Jean-Charles Steyger (SNU) a précisé que Pôle emploi a le statut d'un établissement public administratif. Une convention collective a été négociée mais le SNU a refusé de la signer.
L'effort de formation des personnels a été insuffisant ; les conseillers de l'ANPE, en particulier, n'ont pas eu le temps d'assimiler les règles d'indemnisation du chômage. Pôle emploi cotise cependant à un fonds d'aide à la formation pour ses agents de droit privé.
Les 23 000 agents de droit public issus de l'ANPE ont la possibilité d'opter pour le statut de salarié de droit privé et ils sont alors couverts par la convention collective. A ce jour, 37 % d'entre eux ont fait ce choix.
Le personnel d'encadrement dispose de peu de moyens et de faibles marges de manoeuvre, ce qui occasionne un réel désarroi des collectifs de travail. Le 39 49 est un numéro payant, contrairement à ce que le secrétaire d'Etat à l'emploi, Laurent Wauquiez, avait annoncé, et il est même une source de bénéfices pour l'établissement. Les agents de terrain doivent gérer l'écart entre les annonces gouvernementales et la réalité vécue par les usagers. La fermeture d'un trop grand nombre de sites risque d'entraîner un recul du service public dans certains territoires.
Philippe Berhault (CFDT) a précisé que la convention collective n'aborde pas certains sujets, qui doivent être traités lors de prochaines négociations : classifications, gestion prévisionnelle des emplois et des compétences, égalité entre les femmes et les hommes, retraite complémentaire, etc.

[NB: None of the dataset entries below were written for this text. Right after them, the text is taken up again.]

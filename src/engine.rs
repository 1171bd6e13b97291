//! The consistency engine: diff old vs new holdings, compute the
//! restore/deduct plan, apply it as one atomic unit of work
//!
//! Restorations are applied before deductions so a pure size change (the
//! same physical unit reshelved then reissued) never spuriously reports
//! insufficient stock. The apply step runs inside a sled transaction that
//! re-reads every touched record, so two concurrent requests contending on
//! one record cannot both decrement a stale quantity: the losing closure
//! re-runs against the committed state.

use std::collections::BTreeMap;

use sled::transaction::{ConflictableTransactionError, TransactionError, abort};
use sled::{Transactional, Tree};
use tracing::warn;

use crate::config::EngineConfig;
use crate::error::EngineError;
use crate::holdings::{HoldingStatus, MemberHoldings};
use crate::locate;
use crate::store;
use crate::vocab::{Category, NormalizedItem};

/// Whether inventory bookkeeping gaps abort the batch or soft-fail.
///
/// The combined create/update endpoints are lenient so a member's record of
/// physically-held items is never blocked by a missing or under-stocked
/// inventory row; the dedicated deduction endpoint is strict. This is a
/// documented trade-off, not an accident.
#[derive(Debug, Clone, Copy, PartialEq, Eq)]
pub enum StockPolicy {
    Strict,
    Lenient,
}

/// Per-line result of the inventory side-effect.
#[derive(Debug, Clone, Copy, PartialEq, Eq, serde::Serialize)]
pub enum DeductionOutcome {
    Applied,
    SkippedNotFound,
    SkippedInsufficient,
    Rejected,
}

/// One normalized line of either side of a holdings change.
#[derive(Debug, Clone)]
pub struct SideLine {
    pub item: NormalizedItem,
    pub size: Option<String>,
    pub quantity: u32,
    pub status: HoldingStatus,
}

/// Identity of one diffable line within a member's holdings.
#[derive(Debug, Clone, PartialEq, Eq, PartialOrd, Ord)]
pub struct HoldingKey {
    pub category: Category,
    pub item_type: String,
    pub size: Option<String>,
}

impl HoldingKey {
    fn of(line: &SideLine) -> Self {
        Self {
            category: line.item.category,
            item_type: line.item.item_type.clone(),
            size: line.size.clone(),
        }
    }
}

impl std::fmt::Display for HoldingKey {
    fn fmt(&self, f: &mut std::fmt::Formatter<'_>) -> std::fmt::Result {
        write!(
            f,
            "{} / {} ({})",
            self.category.canonical_name(),
            self.item_type,
            self.size.as_deref().unwrap_or("no size")
        )
    }
}

struct SideEntry {
    item: NormalizedItem,
    quantity: u32,
    status: HoldingStatus,
}

// duplicate keys within one side sum their quantities; the last status wins
fn fold_side(lines: &[SideLine]) -> BTreeMap<HoldingKey, SideEntry> {
    let mut map: BTreeMap<HoldingKey, SideEntry> = BTreeMap::new();
    for line in lines {
        let key = HoldingKey::of(line);
        match map.get_mut(&key) {
            Some(entry) => {
                entry.quantity += line.quantity;
                entry.status = line.status;
            }
            None => {
                map.insert(
                    key,
                    SideEntry {
                        item: line.item.clone(),
                        quantity: line.quantity,
                        status: line.status,
                    },
                );
            }
        }
    }
    map
}

#[derive(Debug, Clone)]
struct PlannedMove {
    key: HoldingKey,
    record_key: Vec<u8>,
    amount: u32,
}

/// A computed change, ready for the transactional apply.
#[derive(Debug, Default)]
pub struct ChangePlan {
    restorations: Vec<PlannedMove>,
    deductions: Vec<PlannedMove>,
    /// Lines skipped at planning time, with why.
    pub skipped: Vec<(HoldingKey, DeductionOutcome)>,
}

/// Net movement applied to one inventory record.
#[derive(Debug, Clone, serde::Serialize)]
pub struct StockMovement {
    pub category: String,
    pub item_type: String,
    #[serde(skip_serializing_if = "Option::is_none")]
    pub size: Option<String>,
    pub amount: u32,
    pub remaining: u32,
}

/// What one committed transaction did.
#[derive(Debug, Default)]
pub struct AppliedChange {
    pub restored: Vec<StockMovement>,
    pub deducted: Vec<StockMovement>,
    pub skipped: Vec<(HoldingKey, DeductionOutcome)>,
}

fn movement(planned: &PlannedMove, record: &crate::inventory::InventoryRecord) -> StockMovement {
    StockMovement {
        category: planned.key.category.canonical_name().to_string(),
        item_type: record.item_type.clone(),
        size: record.size.clone(),
        amount: planned.amount,
        remaining: record.quantity,
    }
}

/// Diff the two sides and locate every record the change will touch.
///
/// Restore when a key left the new side or decreased, gated on the OLD
/// status being Available; deduct when a key is new or increased, gated on
/// the NEW status being Available. NotAvailable and Missing lines never
/// touch inventory on either side: a status-only change moves no stock.
pub fn build_plan(
    inventory: &Tree,
    config: &EngineConfig,
    old_lines: &[SideLine],
    new_lines: &[SideLine],
    policy: StockPolicy,
) -> Result<ChangePlan, EngineError> {
    let old_side = fold_side(old_lines);
    let new_side = fold_side(new_lines);
    let mut plan = ChangePlan::default();

    let keys: std::collections::BTreeSet<&HoldingKey> =
        old_side.keys().chain(new_side.keys()).collect();

    for key in keys {
        let old = old_side.get(key);
        let new = new_side.get(key);

        let restore_amount = match (old, new) {
            (Some(o), _) if o.status != HoldingStatus::Available => 0,
            (Some(o), None) => o.quantity,
            (Some(o), Some(n)) => o.quantity.saturating_sub(n.quantity),
            (None, _) => 0,
        };
        let deduct_amount = match (old, new) {
            (_, Some(n)) if n.status != HoldingStatus::Available => 0,
            (None, Some(n)) => n.quantity,
            (Some(o), Some(n)) => n.quantity.saturating_sub(o.quantity),
            (_, None) => 0,
        };

        if let (Some(entry), true) = (old, restore_amount > 0) {
            match locate::locate(inventory, config, &entry.item, key.size.as_deref())? {
                Some(found) => plan.restorations.push(PlannedMove {
                    key: key.clone(),
                    record_key: found.key,
                    amount: restore_amount,
                }),
                None => {
                    // nothing to reshelve onto; the holdings change still goes
                    // through under either policy
                    warn!(%key, "restoration target not in inventory, skipping");
                    plan.skipped
                        .push((key.clone(), DeductionOutcome::SkippedNotFound));
                }
            }
        }

        if let (Some(entry), true) = (new, deduct_amount > 0) {
            match locate::locate(inventory, config, &entry.item, key.size.as_deref())? {
                Some(found) => plan.deductions.push(PlannedMove {
                    key: key.clone(),
                    record_key: found.key,
                    amount: deduct_amount,
                }),
                None => match policy {
                    StockPolicy::Strict => {
                        return Err(EngineError::InventoryNotFound {
                            category: key.category.canonical_name().to_string(),
                            item_type: key.item_type.clone(),
                            size: key.size.clone().unwrap_or_else(|| "no size".into()),
                        });
                    }
                    StockPolicy::Lenient => {
                        warn!(%key, "no inventory record, recording holding without deduction");
                        plan.skipped
                            .push((key.clone(), DeductionOutcome::SkippedNotFound));
                    }
                },
            }
        }
    }

    Ok(plan)
}

fn encode_abort<T>(value: &T) -> Result<Vec<u8>, ConflictableTransactionError<EngineError>>
where
    T: minicbor::Encode<()>,
{
    minicbor::to_vec(value)
        .map_err(|e| ConflictableTransactionError::Abort(EngineError::Codec(e.to_string())))
}

/// Apply a plan and (optionally) the member's updated holdings record in one
/// transaction: either every touched inventory record changes and the
/// holdings record is saved, or nothing changes.
pub fn apply_plan(
    inventory: &Tree,
    holdings: &Tree,
    plan: &ChangePlan,
    holdings_write: Option<&MemberHoldings>,
    policy: StockPolicy,
) -> Result<AppliedChange, EngineError> {
    let result = (inventory, holdings).transaction(|(inv, hol)| {
        let mut applied = AppliedChange::default();
        applied.skipped.extend(plan.skipped.iter().cloned());

        // restorations first; this ordering is observable
        for planned in &plan.restorations {
            match inv.get(planned.record_key.as_slice())? {
                Some(bytes) => {
                    let mut record = store::decode_record(&bytes)
                        .map_err(ConflictableTransactionError::Abort)?;
                    record.quantity = record.quantity.saturating_add(planned.amount);
                    inv.insert(planned.record_key.as_slice(), encode_abort(&record)?)?;
                    applied.restored.push(movement(planned, &record));
                }
                None => {
                    // vanished between plan and apply (administrative delete)
                    applied
                        .skipped
                        .push((planned.key.clone(), DeductionOutcome::SkippedNotFound));
                }
            }
        }

        for planned in &plan.deductions {
            let outcome = match inv.get(planned.record_key.as_slice())? {
                Some(bytes) => {
                    let mut record = store::decode_record(&bytes)
                        .map_err(ConflictableTransactionError::Abort)?;
                    if record.quantity < planned.amount {
                        match policy {
                            StockPolicy::Strict => DeductionOutcome::Rejected,
                            StockPolicy::Lenient => DeductionOutcome::SkippedInsufficient,
                        }
                    } else {
                        record.quantity -= planned.amount;
                        inv.insert(planned.record_key.as_slice(), encode_abort(&record)?)?;
                        applied.deducted.push(movement(planned, &record));
                        DeductionOutcome::Applied
                    }
                }
                None => match policy {
                    // vanished between plan and apply
                    StockPolicy::Strict => {
                        return abort(EngineError::InventoryNotFound {
                            category: planned.key.category.canonical_name().to_string(),
                            item_type: planned.key.item_type.clone(),
                            size: planned.key.size.clone().unwrap_or_else(|| "no size".into()),
                        });
                    }
                    StockPolicy::Lenient => DeductionOutcome::SkippedNotFound,
                },
            };

            if outcome == DeductionOutcome::Rejected {
                // abort the whole batch; nothing written in this closure
                // run survives
                let available = inv
                    .get(planned.record_key.as_slice())?
                    .and_then(|bytes| store::decode_record(&bytes).ok())
                    .map(|record| record.quantity)
                    .unwrap_or(0);
                return abort(EngineError::InsufficientStock {
                    item_type: planned.key.item_type.clone(),
                    size: planned.key.size.clone().unwrap_or_else(|| "no size".into()),
                    requested: planned.amount,
                    available,
                });
            }
            if outcome != DeductionOutcome::Applied {
                applied.skipped.push((planned.key.clone(), outcome));
            }
        }

        if let Some(record) = holdings_write {
            hol.insert(record.member_id.as_bytes(), encode_abort(record)?)?;
        }

        Ok(applied)
    });

    result.map_err(|e| match e {
        TransactionError::Abort(err) => err,
        TransactionError::Storage(err) => EngineError::Store(err.to_string()),
    })
}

Le service rendu aux usagers ne s'est pas amélioré grâce à la fusion et on est très loin de l'objectif, fixé initialement, de soixante demandeurs d'emploi par conseiller. On peut évaluer à cinq mille le nombre d'embauches auxquelles il faudrait procéder pour pallier ce déficit de personnel. Cependant, Pôle emploi n'a pas seulement besoin de recrutements mais aussi d'un projet d'établissement clair.
Gérard Dériot , rapporteur, a fait part de son incompréhension : le fait d'avoir rapproché les agents de l'ANPE et des Assedic dans un même établissement a-t-il donc occasionné tant de dysfonctionnements ?
Régis Dauxois (FO) a répondu qu'il serait erroné de croire que Pôle emploi est simplement confronté aux problèmes classiques que rencontre tout établissement amené à gérer une fusion. Le coeur du problème réside plutôt dans un modèle managérial qu'il faut remettre en cause.
Jean-Charles Steyger (SNU) a estimé qu'il aurait fallu différer la fusion pour permettre au service public de l'emploi de faire face dans de bonnes conditions à l'afflux de chômeurs dû à la crise.
Jean-Pierre Godefroy , président, a demandé s'il serait utile que Pôle emploi se dote d'un nouvel organe de concertation au niveau national.
Régis Dauxois (FO) a jugé qu'il serait préférable d'élargir les moyens d'action des IRP existantes.
Jean-Charles Steyger (SNU) a ajouté qu'il est important de recréer des temps d'échanges entre les agents, afin de renforcer leur sentiment d'appartenance à une équipe.
Leïla Salière (SNU) a déploré la persistance d'inégalités de carrières et de salaires entre les femmes et les hommes, auxquelles la convention collective n'apporte pas de solutions.